Because society sucks and I don’t know what else to do.

I am a white, able bodied, mentally fit (mostly,) straight-passing (sorta,) Catholic (technically,) white woman in Canada. I pretty much won a genetic lottery based on both the historical racism North America was built upon and the recent #TBT to those awful times that America has just voted-in to run their country for the next four years.

I’m not perfect, and I’m no saint, but I do try to understand my privilege. On top of that, though, I want to make a difference while distancing myself visually from the people who look like me who are to blame for the win that misogyny and racism had five days ago. The only way I can think to do that is to wear a safety pin. And as a Canadian, it feels especially poignant to wear it in November. The month Canadians spend remembering and honouring fallen heroes who fought for the freedoms I and many others enjoy today.

Since I put the pin on my jacket, not much has happened. No one has challenged me for wearing it, no one has thanked me, no one has started any kind of conversation about it. And yet, maybe delusion-ally, I feel I’m doing the right thing not only for me but for people around me.
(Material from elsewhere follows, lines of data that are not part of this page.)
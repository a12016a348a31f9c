use std::fmt;
use std::sync::Arc;

use crate::collections::map::HashSet;

/// An ordered, immutable sequence of property names describing a route
/// through a nested object graph.
///
/// A one-element path reads a property directly off the supplied root
/// context; deeper paths traverse intermediate objects segment by segment.
/// Paths are cheap to clone and never mutated after construction.
#[derive(Clone, PartialEq, Eq, Hash)]
pub struct PropertyPath {
    segments: Arc<[String]>,
}

impl PropertyPath {
    pub fn new<I, S>(segments: I) -> Self
    where
        I: IntoIterator<Item = S>,
        S: Into<String>,
    {
        Self {
            segments: segments.into_iter().map(Into::into).collect(),
        }
    }

    /// A path with no segments. Compiling an expression that references no
    /// members yields this; it represents a constant binding.
    pub fn empty() -> Self {
        Self {
            segments: Arc::from([]),
        }
    }

    pub fn len(&self) -> usize {
        self.segments.len()
    }

    pub fn is_empty(&self) -> bool {
        self.segments.is_empty()
    }

    pub fn segment(&self, index: usize) -> Option<&str> {
        self.segments.get(index).map(String::as_str)
    }

    /// The root segment name, used by registries as a fan-out key.
    pub fn first(&self) -> Option<&str> {
        self.segment(0)
    }

    pub fn last(&self) -> Option<&str> {
        self.segments.last().map(String::as_str)
    }

    /// Whether `index` addresses the final segment (the bound value itself,
    /// as opposed to an interior object that must be traversed further).
    pub fn is_leaf(&self, index: usize) -> bool {
        index + 1 == self.segments.len()
    }

    pub fn iter(&self) -> impl Iterator<Item = &str> {
        self.segments.iter().map(String::as_str)
    }
}

impl fmt::Display for PropertyPath {
    fn fmt(&self, f: &mut fmt::Formatter<'_>) -> fmt::Result {
        let mut first = true;
        for segment in self.iter() {
            if !first {
                f.write_str(".")?;
            }
            f.write_str(segment)?;
            first = false;
        }
        Ok(())
    }
}

impl fmt::Debug for PropertyPath {
    fn fmt(&self, f: &mut fmt::Formatter<'_>) -> fmt::Result {
        write!(f, "PropertyPath({self})")
    }
}

/// An unordered set of property names referenced anywhere in a complex
/// binding expression.
///
/// This is the conservative over-approximation produced when an expression
/// body is not a single linear member chain: a binding keyed on it may be
/// invalidated by unrelated same-named properties, but never silently misses
/// a real dependency.
#[derive(Clone, Default)]
pub struct PathSet {
    names: HashSet<String>,
}

impl PathSet {
    pub fn new() -> Self {
        Self::default()
    }

    pub fn insert(&mut self, name: impl Into<String>) {
        self.names.insert(name.into());
    }

    pub fn contains(&self, name: &str) -> bool {
        self.names.contains(name)
    }

    pub fn len(&self) -> usize {
        self.names.len()
    }

    pub fn is_empty(&self) -> bool {
        self.names.is_empty()
    }

    pub fn iter(&self) -> impl Iterator<Item = &str> {
        self.names.iter().map(String::as_str)
    }
}

impl fmt::Debug for PathSet {
    fn fmt(&self, f: &mut fmt::Formatter<'_>) -> fmt::Result {
        let mut names: Vec<&str> = self.iter().collect();
        names.sort_unstable();
        f.debug_set().entries(names).finish()
    }
}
I’m not using this pin to say “not all white people” to people who are rightfully angry and sad about what a large number of white people have allowed to happen. I’m not wearing it to say I’m somehow better than anyone who isn’t wearing one. To be honest, I don’t think I’m even wearing it to make other people feel safer. I mean, it’s fantastic if they do, but honestly I am just skeptical that; a) anyone on the street is paying enough attention to me to notice to over-sized pin on my lapel, and b) that they’ll see it and do anything other than roll their eyes or c) they might just think I’m a fan of Sid Vicious.

I’ve done a lot of reading and a lot of thinking about this small accessory, and I have come to the conclusion that I am wearing it selfishly. But I also don’t think that’s a bad thing.

I wear it to remind myself what I stand for and to hold myself accountable for what needs to be done to reduce the distance between white people and people of colour, men and women, the mentally fit and the mentally ill, the able bodied and the physically handicapped, gay and straight.

There are a lot of reasons to hate the safety pin movement and think of it as white people patting themselves on the back. There are a lot of reasons to think of it as a nice gesture, and there are a few reasons to think of it as something more than that.

I wear it for me. Because it’s insane to think I represent anyone else. But I want to project that I won’t sit quiet when I see racism. I won’t ignore the difficulties of others just because it’s depressing to think about, and I will do whatever is in my power to fight the progression of fear, anger and inequality that seems to be taking over the world right now.

 

TL:DR

I know that my safety pin is kind of stupid and on it’s own means nothing. But I also know wearing it is a reminder to myself to be a better person. For anyone who says I’m not doing enough, you might be right. You don’t know me or how I spend my time, but it’s true. I could always do more than I am. But I’m just a person. I give money to groups I support. I volunteer my time when I have it. I try to listen to opposing viewpoints to better educate myself, and if anyone has an argument for why my pin is hurting them more than it’s helping me I will remove it.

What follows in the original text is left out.